Putting himself in the middle of a raging debate on the auction of broadcast spectrum, Rep. John Dingell, D-MI, a senior Democratic congressman and member of the House Energy and Commerce Committee, has cut to the chase. He has posed a series of direct questions to the FCC, including asking how many Americans will lose free over-the-air television viewing if the government auctions 40 percent of the broadcast spectrum.

Dingell presented his concerns to FCC Chairman Julius Genachowski in a public letter. All of the questions focus on the FCC’s plans to auction off up to 120MHz of television spectrum for broadband use.

Dingell said he wants access to the FCC’s Allotment Optimization Model (AOM), which has been used by the commission to determine various parameters involving the spectrum auction.

“I understand that the commission has developed an Allotment Optimization Model that has been used to investigate various scenarios for incentive auctions, including spectrum reclamation and repacking,” Dingell wrote in the letter dated June 17. “I recognize that these are investigative scenarios and may vary from results in reality, since predicted station participation may not mirror actual behavior.
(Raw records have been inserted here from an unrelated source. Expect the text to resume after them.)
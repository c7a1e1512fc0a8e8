//! # strata-store
//!
//! Local content-addressed storage for a Strata node.
//!
//! Payload bytes live as plain files under `<data_dir>/blobs`, named by the
//! hex CID. Everything else (per-blob metadata, replica sets, the node's
//! persisted shard count and the content policy) lives in a SQLite side-table
//! wrapped by [`Database`]. [`ContentStore`] ties the two together and is
//! the only type the rest of the node talks to for blob I/O.

pub mod blobs;
pub mod content;
pub mod database;
pub mod guard;
pub mod meta;
pub mod migrations;
pub mod models;
pub mod policy;

mod error;
mod locks;

pub use content::{ContentStore, StoreLimits};
pub use database::Database;
pub use error::{ProtectReason, Result, StoreError};
pub use guard::{ReplicaCheck, ReplicaGuard};
pub use models::*;
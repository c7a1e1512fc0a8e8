//! Replica safety check consulted before a blob leaves local storage.

use async_trait::async_trait;

use crate::models::BlobRecord;

/// Outcome of a live check of a blob's other holders.
#[derive(Debug, Clone, Copy, PartialEq, Eq)]
pub enum ReplicaCheck {
    /// At least the required number of other holders proved they hold it.
    Confirmed(usize),
    /// Some holders answered, but fewer than required.
    Insufficient { live: usize, required: usize },
    /// Nothing could be checked (no known holders, or none reachable).
    Unverifiable,
}

/// Decides whether dropping the local copy keeps the durability floor.
///
/// Implementations must check live state; cached replica sets are not
/// enough to authorize a delete.
#[async_trait]
pub trait ReplicaGuard: Send + Sync {
    async fn check_other_replicas(&self, record: &BlobRecord) -> ReplicaCheck;
}
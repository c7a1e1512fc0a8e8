use libp2p::request_response::ResponseChannel;
use libp2p::PeerId;
use tokio::sync::{mpsc, oneshot};
use tracing::debug;

use strata_shared::protocol::{NodeAnnouncement, NodeRequest, NodeResponse};

use crate::error::NetError;
use crate::swarm::SwarmCommand;

/// Send a request through the swarm task and wait for the peer's answer.
///
/// The swarm enforces the configured request timeout and reports it as
/// [`NetError::Timeout`].
pub async fn send_request(
    cmd_tx: &mpsc::Sender<SwarmCommand>,
    peer: PeerId,
    request: NodeRequest,
) -> Result<NodeResponse, NetError> {
    let (reply, rx) = oneshot::channel();
    debug!(peer = %peer, cid = %request.cid(), "Sending request");

    cmd_tx
        .send(SwarmCommand::SendRequest { peer, request, reply })
        .await
        .map_err(|_| NetError::ChannelClosed)?;

    rx.await.map_err(|_| NetError::ChannelClosed)?
}

pub async fn respond(
    cmd_tx: &mpsc::Sender<SwarmCommand>,
    channel: ResponseChannel<NodeResponse>,
    response: NodeResponse,
) -> Result<(), NetError> {
    cmd_tx
        .send(SwarmCommand::Respond { channel, response })
        .await
        .map_err(|_| NetError::ChannelClosed)
}

pub async fn publish_announcement(
    cmd_tx: &mpsc::Sender<SwarmCommand>,
    announcement: NodeAnnouncement,
) -> Result<(), NetError> {
    debug!(
        ranges = announcement.shard_ranges.len(),
        "Publishing shard announcement"
    );
    cmd_tx
        .send(SwarmCommand::Announce(announcement))
        .await
        .map_err(|_| NetError::ChannelClosed)
}

#[cfg(test)]
mod tests {
    use super::*;
    use strata_shared::Cid;

    #[tokio::test]
    async fn test_send_request_round_trips_through_command_channel() {
        let (tx, mut rx) = mpsc::channel(4);
        let peer = PeerId::random();
        let cid = Cid::of(b"fetch me");

        let responder = tokio::spawn(async move {
            match rx.recv().await {
                Some(SwarmCommand::SendRequest { peer: to, request, reply }) => {
                    assert_eq!(to, peer);
                    assert_eq!(*request.cid(), cid);
                    let _ = reply.send(Ok(NodeResponse::NotFound { cid }));
                }
                other => panic!("unexpected command: {other:?}"),
            }
        });

        let response = send_request(&tx, peer, NodeRequest::Fetch { cid }).await.unwrap();
        assert!(matches!(response, NodeResponse::NotFound { .. }));
        responder.await.unwrap();
    }

    #[tokio::test]
    async fn test_closed_channel_reports_error() {
        let (tx, rx) = mpsc::channel::<SwarmCommand>(1);
        drop(rx);
        let result = send_request(&tx, PeerId::random(), NodeRequest::Fetch { cid: Cid::of(b"x") }).await;
        assert!(matches!(result, Err(NetError::ChannelClosed)));
    }

    #[tokio::test]
    async fn test_dropped_reply_reports_error() {
        let (tx, mut rx) = mpsc::channel(1);
        tokio::spawn(async move {
            // Swallow the reply sender without answering.
            let _ = rx.recv().await;
        });
        let result = send_request(&tx, PeerId::random(), NodeRequest::Fetch { cid: Cid::of(b"y") }).await;
        assert!(matches!(result, Err(NetError::ChannelClosed)));
    }
}
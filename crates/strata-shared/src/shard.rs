//! Deterministic CID -> shard mapping.
//!
//! `shard(cid) = H(cid) mod shard_count`, where `H` is BLAKE3 in derive-key
//! mode under [`SHARD_HASH_CONTEXT`], truncated to a little-endian `u64`.
//! Every node must compute the same value, so neither the context string nor
//! the truncation may ever change.

use crate::cid::Cid;
use crate::constants::{MAX_SHARD_COUNT, SHARD_HASH_CONTEXT};
use crate::error::SharedError;
use crate::types::ShardRange;

/// Compute the shard of a CID for a given shard count.
pub fn shard_of(cid: &Cid, shard_count: u32) -> u32 {
    let mut hasher = blake3::Hasher::new_derive_key(SHARD_HASH_CONTEXT);
    hasher.update(cid.as_bytes());
    let digest = hasher.finalize();
    let mut head = [0u8; 8];
    head.copy_from_slice(&digest.as_bytes()[..8]);
    (u64::from_le_bytes(head) % u64::from(shard_count)) as u32
}

/// Split ranges into those valid for `shard_count` and those that are not.
pub fn partition_ranges(
    ranges: &[ShardRange],
    shard_count: u32,
) -> (Vec<ShardRange>, Vec<ShardRange>) {
    ranges
        .iter()
        .copied()
        .partition(|r| r.is_valid_for(shard_count))
}

/// Routes CIDs to shards and answers whether this node is responsible.
#[derive(Debug, Clone)]
pub struct ShardRouter {
    shard_count: u32,
    ranges: Vec<ShardRange>,
}

impl ShardRouter {
    /// Build a router. Every range must be valid for `shard_count`.
    pub fn new(shard_count: u32, ranges: Vec<ShardRange>) -> Result<Self, SharedError> {
        if shard_count == 0 || shard_count > MAX_SHARD_COUNT {
            return Err(SharedError::InvalidShardCount(shard_count));
        }
        if let Some(bad) = ranges.iter().find(|r| !r.is_valid_for(shard_count)) {
            return Err(SharedError::InvalidShardRange {
                start: bad.start,
                end: bad.end,
                shard_count,
            });
        }
        Ok(Self {
            shard_count,
            ranges,
        })
    }

    /// A router responsible for the whole shard space.
    pub fn full(shard_count: u32) -> Result<Self, SharedError> {
        Self::new(shard_count, vec![ShardRange::full(shard_count)])
    }

    pub fn shard_count(&self) -> u32 {
        self.shard_count
    }

    pub fn ranges(&self) -> &[ShardRange] {
        &self.ranges
    }

    pub fn shard_of(&self, cid: &Cid) -> u32 {
        shard_of(cid, self.shard_count)
    }

    pub fn owns_shard(&self, shard: u32) -> bool {
        self.ranges.iter().any(|r| r.contains(shard))
    }

    pub fn is_responsible(&self, cid: &Cid) -> bool {
        self.owns_shard(self.shard_of(cid))
    }
}

#[cfg(test)]
mod tests {
    use super::*;

    #[test]
    fn test_shard_of_is_stable_across_instances() {
        let a = ShardRouter::full(1024).unwrap();
        let b = ShardRouter::full(1024).unwrap();
        for i in 0..200u32 {
            let cid = Cid::of(&i.to_le_bytes());
            let shard = a.shard_of(&cid);
            assert!(shard < 1024);
            assert_eq!(shard, a.shard_of(&cid));
            assert_eq!(shard, b.shard_of(&cid));
            assert_eq!(shard, shard_of(&cid, 1024));
        }
    }

    #[test]
    fn test_shards_spread_over_space() {
        let mut seen = std::collections::HashSet::new();
        for i in 0..500u32 {
            seen.insert(shard_of(&Cid::of(&i.to_le_bytes()), 16));
        }
        assert_eq!(seen.len(), 16);
    }

    #[test]
    fn test_is_responsible_respects_ranges() {
        let router = ShardRouter::new(4, vec![ShardRange::new(0, 1)]).unwrap();
        for i in 0..100u32 {
            let cid = Cid::of(&i.to_le_bytes());
            assert_eq!(router.is_responsible(&cid), shard_of(&cid, 4) <= 1);
        }
    }

    #[test]
    fn test_invalid_configuration_rejected() {
        assert!(ShardRouter::new(0, vec![]).is_err());
        assert!(ShardRouter::new(8, vec![ShardRange::new(4, 8)]).is_err());
        assert!(ShardRouter::new(8, vec![ShardRange::new(6, 2)]).is_err());
    }

    #[test]
    fn test_partition_ranges() {
        let ranges = [ShardRange::new(0, 3), ShardRange::new(2, 9), ShardRange::new(5, 1)];
        let (valid, invalid) = partition_ranges(&ranges, 8);
        assert_eq!(valid, vec![ShardRange::new(0, 3)]);
        assert_eq!(invalid.len(), 2);
    }
}
//! Composed libp2p `NetworkBehaviour` for a storage node.
//!
//! Combines GossipSub (shard announcements), Kademlia (DHT peer discovery),
//! Identify (protocol negotiation), optional mDNS (local network discovery),
//! and the request/response replicate protocol.

use libp2p::{
    gossipsub, identify,
    kad::{self, store::MemoryStore},
    mdns, request_response,
    swarm::{behaviour::toggle::Toggle, NetworkBehaviour},
};

use strata_shared::protocol::{NodeRequest, NodeResponse};

use crate::codec::ReplicateCodec;

/// Composed network behaviour for storage nodes.
///
/// Construction is handled by [`super::transport::build_swarm`].
#[derive(NetworkBehaviour)]
#[behaviour(to_swarm = "StrataEvent")]
pub struct StrataBehaviour {
    /// Shard/content-type announcements
    pub gossipsub: gossipsub::Behaviour,
    pub kademlia: kad::Behaviour<MemoryStore>,
    pub identify: identify::Behaviour,
    /// Disabled when the node runs with `enable_mdns = false`
    pub mdns: Toggle<mdns::tokio::Behaviour>,
    /// Replicate / verify / fetch exchanges
    pub replicate: request_response::Behaviour<ReplicateCodec>,
}

/// Events emitted by the composed behaviour, one variant per sub-behaviour.
#[derive(Debug)]
pub enum StrataEvent {
    Gossipsub(gossipsub::Event),
    Kademlia(kad::Event),
    Identify(identify::Event),
    Mdns(mdns::Event),
    Replicate(request_response::Event<NodeRequest, NodeResponse>),
}

impl From<gossipsub::Event> for StrataEvent {
    fn from(event: gossipsub::Event) -> Self {
        StrataEvent::Gossipsub(event)
    }
}

impl From<kad::Event> for StrataEvent {
    fn from(event: kad::Event) -> Self {
        StrataEvent::Kademlia(event)
    }
}

impl From<identify::Event> for StrataEvent {
    fn from(event: identify::Event) -> Self {
        StrataEvent::Identify(event)
    }
}

impl From<mdns::Event> for StrataEvent {
    fn from(event: mdns::Event) -> Self {
        StrataEvent::Mdns(event)
    }
}

impl From<request_response::Event<NodeRequest, NodeResponse>> for StrataEvent {
    fn from(event: request_response::Event<NodeRequest, NodeResponse>) -> Self {
        StrataEvent::Replicate(event)
    }
}
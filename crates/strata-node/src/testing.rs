//! In-process fixtures for node tests: a mock peer network and a fully
//! wired node on a temp directory.

use std::collections::HashMap;
use std::sync::{Arc, Mutex};
use std::time::Duration;

use async_trait::async_trait;
use libp2p::{Multiaddr, PeerId};
use tempfile::TempDir;

use strata_net::{NetError, PeerDirectory};
use strata_shared::protocol::{NodeRequest, NodeResponse, Rejection};
use strata_shared::{storage_proof, Cid, ContentType, ShardRouter};
use strata_store::{ContentStore, Database, StoreLimits};

use crate::events::event_channel;
use crate::gc::{GcSettings, RetentionMode};
use crate::node::{NodeOptions, StorageNode};
use crate::policy::{PolicyFilter, SqlitePolicyStore};
use crate::replication::{ReplicaTransport, ReplicationManager, ReplicationSettings};

pub const TEST_MAX_BLOB_SIZE: usize = 4096;

#[derive(Debug, Clone, Copy, PartialEq, Eq)]
pub enum PeerBehavior {
    /// Stores pushes and answers honestly.
    Store,
    /// Never answers.
    Silent,
    /// Refuses every request.
    Reject,
    /// Answers with garbage proofs and payloads.
    Corrupt,
    /// Answers, but has lost everything it stored.
    Forget,
}

#[derive(Debug)]
struct MockPeer {
    behavior: PeerBehavior,
    blobs: HashMap<Cid, Vec<u8>>,
    requests: usize,
}

/// Peer network that lives entirely in memory.
#[derive(Debug, Default)]
pub struct MockTransport {
    peers: Mutex<HashMap<PeerId, MockPeer>>,
    latency: Mutex<Duration>,
}

impl MockTransport {
    pub fn add_peer(&self, behavior: PeerBehavior) -> PeerId {
        let peer = PeerId::random();
        self.peers.lock().unwrap().insert(
            peer,
            MockPeer {
                behavior,
                blobs: HashMap::new(),
                requests: 0,
            },
        );
        peer
    }

    /// Delay every answer by `latency`.
    pub fn set_latency(&self, latency: Duration) {
        *self.latency.lock().unwrap() = latency;
    }

    pub fn set_behavior(&self, peer: &PeerId, behavior: PeerBehavior) {
        self.peers.lock().unwrap().get_mut(peer).unwrap().behavior = behavior;
    }

    /// Place a blob on a peer without going through replication.
    pub fn seed(&self, peer: &PeerId, data: &[u8]) {
        self.peers
            .lock()
            .unwrap()
            .get_mut(peer)
            .unwrap()
            .blobs
            .insert(Cid::of(data), data.to_vec());
    }

    pub fn holds(&self, peer: &PeerId, cid: &Cid) -> bool {
        self.peers.lock().unwrap()[peer].blobs.contains_key(cid)
    }

    pub fn requests_to(&self, peer: &PeerId) -> usize {
        self.peers.lock().unwrap()[peer].requests
    }

    pub fn total_requests(&self) -> usize {
        self.peers.lock().unwrap().values().map(|p| p.requests).sum()
    }
}

#[async_trait]
impl ReplicaTransport for MockTransport {
    async fn request(&self, peer: PeerId, request: NodeRequest) -> Result<NodeResponse, NetError> {
        let behavior = {
            let mut peers = self.peers.lock().unwrap();
            let entry = peers
                .get_mut(&peer)
                .ok_or_else(|| NetError::Outbound(format!("unknown peer {peer}")))?;
            entry.requests += 1;
            entry.behavior
        };

        if behavior == PeerBehavior::Silent {
            std::future::pending::<()>().await;
        }
        let latency = *self.latency.lock().unwrap();
        if !latency.is_zero() {
            tokio::time::sleep(latency).await;
        }

        let mut peers = self.peers.lock().unwrap();
        let entry = peers
            .get_mut(&peer)
            .ok_or_else(|| NetError::Outbound(format!("unknown peer {peer}")))?;
        if behavior == PeerBehavior::Forget {
            entry.blobs.clear();
        }

        let response = match (behavior, request) {
            (PeerBehavior::Reject, _) => NodeResponse::Rejected(Rejection::CapacityExceeded),
            (_, NodeRequest::Replicate(payload)) => {
                let cid = payload.cid;
                entry.blobs.insert(cid, payload.data);
                NodeResponse::Stored { cid }
            }
            (PeerBehavior::Corrupt, NodeRequest::Verify { cid, .. }) => NodeResponse::Proof {
                cid,
                digest: [0u8; 32],
            },
            (PeerBehavior::Corrupt, NodeRequest::Fetch { cid }) => NodeResponse::Blob {
                cid,
                data: b"not what you asked for".to_vec(),
            },
            (_, NodeRequest::Verify { cid, nonce }) => match entry.blobs.get(&cid) {
                Some(data) => NodeResponse::Proof {
                    cid,
                    digest: storage_proof(&nonce, data),
                },
                None => NodeResponse::NotFound { cid },
            },
            (_, NodeRequest::Fetch { cid }) => match entry.blobs.get(&cid) {
                Some(data) => NodeResponse::Blob {
                    cid,
                    data: data.clone(),
                },
                None => NodeResponse::NotFound { cid },
            },
        };
        Ok(response)
    }
}

pub fn test_options(factor: usize, accept_foreign_shards: bool) -> NodeOptions {
    NodeOptions {
        replication: ReplicationSettings {
            factor,
            request_timeout: Duration::from_secs(5),
            max_retries: 2,
            verify_sample: 16,
            backoff_base: Duration::from_secs(30),
            backoff_max: Duration::from_secs(3600),
        },
        gc: GcSettings {
            mode: RetentionMode::Hybrid,
            max_storage_bytes: 0,
            reserved_for_pinned_bytes: 0,
            max_age: Some(chrono::Duration::days(30)),
            max_candidates: 256,
        },
        accept_foreign_shards,
        content_types: ContentType::ALL.to_vec(),
    }
}

/// A node wired to a [`MockTransport`] on a temp directory.
pub struct Harness {
    _dir: TempDir,
    pub node: Arc<StorageNode>,
    pub store: Arc<ContentStore>,
    pub peers: Arc<PeerDirectory>,
    pub policy: Arc<PolicyFilter>,
    pub replication: Arc<ReplicationManager>,
    pub transport: Arc<MockTransport>,
}

impl Harness {
    pub async fn new(factor: usize) -> Self {
        Self::build(factor, ShardRouter::full(1024).unwrap(), true).await
    }

    pub async fn build(factor: usize, router: ShardRouter, accept_foreign_shards: bool) -> Self {
        let dir = TempDir::new().unwrap();
        let limits = StoreLimits {
            max_blob_size: TEST_MAX_BLOB_SIZE,
            max_storage_bytes: 0,
        };
        let store = Arc::new(ContentStore::open(dir.path(), router, limits).await.unwrap());
        let policy_store = SqlitePolicyStore::new(Database::open_in_memory().unwrap());
        let policy = Arc::new(PolicyFilter::load(Box::new(policy_store)).unwrap());
        let peers = Arc::new(PeerDirectory::new());
        let transport = Arc::new(MockTransport::default());
        let events = event_channel();

        let node = Arc::new(StorageNode::new(
            PeerId::random(),
            store.clone(),
            peers.clone(),
            policy.clone(),
            transport.clone(),
            test_options(factor, accept_foreign_shards),
            events,
        ));

        Self {
            _dir: dir,
            replication: node.replication().clone(),
            node,
            store,
            peers,
            policy,
            transport,
        }
    }

    /// Add a mock peer and mark it connected in the directory.
    pub async fn add_peer(&self, behavior: PeerBehavior) -> PeerId {
        let peer = self.transport.add_peer(behavior);
        let addr: Multiaddr = "/ip4/127.0.0.1/udp/4001/quic-v1".parse().unwrap();
        self.peers.on_connected(peer, addr).await;
        peer
    }

    pub async fn add_peers(&self, count: usize, behavior: PeerBehavior) -> Vec<PeerId> {
        let mut peers = Vec::with_capacity(count);
        for _ in 0..count {
            peers.push(self.add_peer(behavior).await);
        }
        peers
    }
}
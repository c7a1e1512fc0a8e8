use std::path::PathBuf;

use axum::http::StatusCode;
use axum::response::{IntoResponse, Response};
use thiserror::Error;

use strata_net::NetError;
use strata_shared::protocol::Rejection;
use strata_shared::SharedError;
use strata_store::StoreError;

#[derive(Debug, Error)]
pub enum ConfigError {
    #[error("Failed to read config file {path}: {source}")]
    Read {
        path: PathBuf,
        source: std::io::Error,
    },

    #[error("Invalid config file: {0}")]
    Parse(#[from] serde_json::Error),

    #[error("Replication factor must be at least 1, got {0}")]
    InvalidReplicationFactor(usize),

    #[error("Invalid value for {key}: {value}")]
    InvalidValue { key: &'static str, value: String },

    #[error(transparent)]
    Shared(#[from] SharedError),

    #[error("No data directory available: {0}")]
    DataDir(#[from] StoreError),
}

#[derive(Debug, Error)]
pub enum NodeError {
    #[error(transparent)]
    Store(#[from] StoreError),

    #[error(transparent)]
    Net(#[from] NetError),

    #[error(transparent)]
    Config(#[from] ConfigError),

    #[error("Rejected by policy")]
    PolicyBlocked,

    #[error("Peer rejected request: {0}")]
    Rejected(Rejection),
}

/// HTTP-facing error; maps node failures onto status codes with a JSON body.
#[derive(Debug, Error)]
pub enum ApiError {
    #[error("Not found: {0}")]
    NotFound(String),

    #[error("Invalid request: {0}")]
    BadRequest(String),

    #[error("Forbidden: {0}")]
    Forbidden(String),

    #[error("Conflict: {0}")]
    Conflict(String),

    #[error("Payload too large: {0}")]
    PayloadTooLarge(String),

    #[error("Insufficient storage: {0}")]
    InsufficientStorage(String),

    #[error("Internal error: {0}")]
    Internal(String),
}

impl From<NodeError> for ApiError {
    fn from(err: NodeError) -> Self {
        match err {
            NodeError::Store(e) => e.into(),
            NodeError::PolicyBlocked => ApiError::Forbidden(err.to_string()),
            NodeError::Rejected(r) => ApiError::Conflict(r.to_string()),
            other => ApiError::Internal(other.to_string()),
        }
    }
}

impl From<StoreError> for ApiError {
    fn from(err: StoreError) -> Self {
        match err {
            StoreError::NotFound(_) => ApiError::NotFound(err.to_string()),
            StoreError::EmptyBlob => ApiError::BadRequest(err.to_string()),
            StoreError::SizeExceeded { .. } => ApiError::PayloadTooLarge(err.to_string()),
            StoreError::CapacityExceeded { .. } => ApiError::InsufficientStorage(err.to_string()),
            StoreError::NotResponsible { .. } | StoreError::Protected { .. } => {
                ApiError::Conflict(err.to_string())
            }
            other => ApiError::Internal(other.to_string()),
        }
    }
}

impl IntoResponse for ApiError {
    fn into_response(self) -> Response {
        let (status, message) = match &self {
            ApiError::NotFound(_) => (StatusCode::NOT_FOUND, self.to_string()),
            ApiError::BadRequest(_) => (StatusCode::BAD_REQUEST, self.to_string()),
            ApiError::Forbidden(_) => (StatusCode::FORBIDDEN, self.to_string()),
            ApiError::Conflict(_) => (StatusCode::CONFLICT, self.to_string()),
            ApiError::PayloadTooLarge(_) => (StatusCode::PAYLOAD_TOO_LARGE, self.to_string()),
            ApiError::InsufficientStorage(_) => {
                (StatusCode::INSUFFICIENT_STORAGE, self.to_string())
            }
            ApiError::Internal(e) => {
                tracing::error!(error = %e, "Internal error while serving request");
                (StatusCode::INTERNAL_SERVER_ERROR, "Internal server error".to_string())
            }
        };

        let body = serde_json::json!({
            "error": message,
        });

        (status, axum::Json(body)).into_response()
    }
}
//! Domain model structs persisted in the metadata database.
//!
//! Every struct derives `Serialize` so it can be handed directly to the
//! status bridge.

use std::collections::BTreeSet;

use chrono::{DateTime, Utc};
use serde::{Deserialize, Serialize};

use strata_shared::{Cid, ContentType, GuildId};

// ---------------------------------------------------------------------------
// Blob metadata
// ---------------------------------------------------------------------------

/// How a blob reached this node.
#[derive(Debug, Clone, Serialize, Deserialize, PartialEq, Eq)]
#[serde(rename_all = "lowercase", tag = "kind")]
pub enum BlobOrigin {
    /// Accepted from a client of this node. This node drives its replication.
    Local,
    /// Pushed by `from` as a replication target.
    Replica { from: String },
}

impl BlobOrigin {
    pub fn is_local(&self) -> bool {
        matches!(self, Self::Local)
    }
}

/// A peer known to hold a copy of a blob.
#[derive(Debug, Clone, Serialize, Deserialize, PartialEq, Eq)]
pub struct ReplicaEntry {
    /// libp2p peer ID (base58 string form).
    pub peer_id: String,
    /// Last successful proof-of-storage (or the push ack).
    pub last_verified: DateTime<Utc>,
}

/// Metadata record kept for every stored blob.
#[derive(Debug, Clone, Serialize, Deserialize, PartialEq, Eq)]
pub struct BlobRecord {
    pub cid: Cid,
    /// Payload size in bytes.
    pub size: u64,
    pub content_type: ContentType,
    pub guild: Option<GuildId>,
    /// Owning shard number.
    pub shard: u32,
    pub origin: BlobOrigin,
    /// Pinned blobs are never garbage collected.
    pub pinned: bool,
    pub stored_at: DateTime<Utc>,
    pub last_accessed: DateTime<Utc>,
    /// Peers known to hold a copy. May be stale.
    pub replicas: Vec<ReplicaEntry>,
}

impl BlobRecord {
    pub fn holds_replica(&self, peer_id: &str) -> bool {
        self.replicas.iter().any(|r| r.peer_id == peer_id)
    }
}

/// Options accompanying a `put`.
#[derive(Debug, Clone)]
pub struct PutOptions {
    pub content_type: ContentType,
    pub guild: Option<GuildId>,
    pub origin: BlobOrigin,
    pub pin: bool,
}

impl PutOptions {
    pub fn local(content_type: ContentType) -> Self {
        Self {
            content_type,
            guild: None,
            origin: BlobOrigin::Local,
            pin: false,
        }
    }

    pub fn replica(content_type: ContentType, from: impl Into<String>) -> Self {
        Self {
            content_type,
            guild: None,
            origin: BlobOrigin::Replica { from: from.into() },
            pin: false,
        }
    }

    pub fn with_guild(mut self, guild: Option<GuildId>) -> Self {
        self.guild = guild;
        self
    }

    pub fn pinned(mut self, pin: bool) -> Self {
        self.pin = pin;
        self
    }
}

/// Capacity figures for status reporting.
#[derive(Debug, Clone, Copy, Default, Serialize, Deserialize, PartialEq, Eq)]
pub struct StoreStats {
    pub count: u64,
    pub total_bytes: u64,
    pub pinned_bytes: u64,
}

// ---------------------------------------------------------------------------
// Content policy
// ---------------------------------------------------------------------------

/// How guild tags gate inbound content.
#[derive(Debug, Clone, Copy, Default, Serialize, Deserialize, PartialEq, Eq)]
#[serde(rename_all = "lowercase")]
pub enum GuildMode {
    /// Accept every guild.
    #[default]
    All,
    /// Accept only guilds in the allow set.
    Allowlist,
    /// Accept every guild except those in the block set.
    Blocklist,
}

/// Versioned blocked-content and guild policy, persisted as one document.
#[derive(Debug, Clone, Default, Serialize, Deserialize, PartialEq, Eq)]
pub struct PolicyState {
    /// Bumped on every effective mutation. Never decreases.
    pub version: u64,
    pub updated_at: DateTime<Utc>,
    pub blocked_cids: BTreeSet<Cid>,
    /// libp2p peer IDs (string form).
    pub blocked_peers: BTreeSet<String>,
    pub guild_mode: GuildMode,
    pub allowed_guilds: BTreeSet<GuildId>,
    pub blocked_guilds: BTreeSet<GuildId>,
}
Nevertheless, this analysis would be as helpful to the Congress as it has been to the commission in understanding the implications and potential consequences of spectrum reclamation.”

Dingell asked Genachowski when the model would be widely available to third parties, particularly those with an in interest in the auctions. He then went on to pose other questions about the auction.

The congressman wants to know the “the general implications and impact” of reclaiming the spectrum and an analysis of redesigning 90MHz, 60MHz and 30MHz. How many stations, he asked, will have to share six MHz channels? How many stations in the Northeast corridor, the Great Lakes border region and in the San Francisco/Los Angeles area would have to share spectrum or go off the air?

Dingell wants to know how many full-power Class A and low-power stations are included in the FCC’s count? How many stations would have to move to a new channel under a “repacking” scenario? How many stations would be moved from UHF to VHF?

Dingell wants answers to all of the questions by June 27.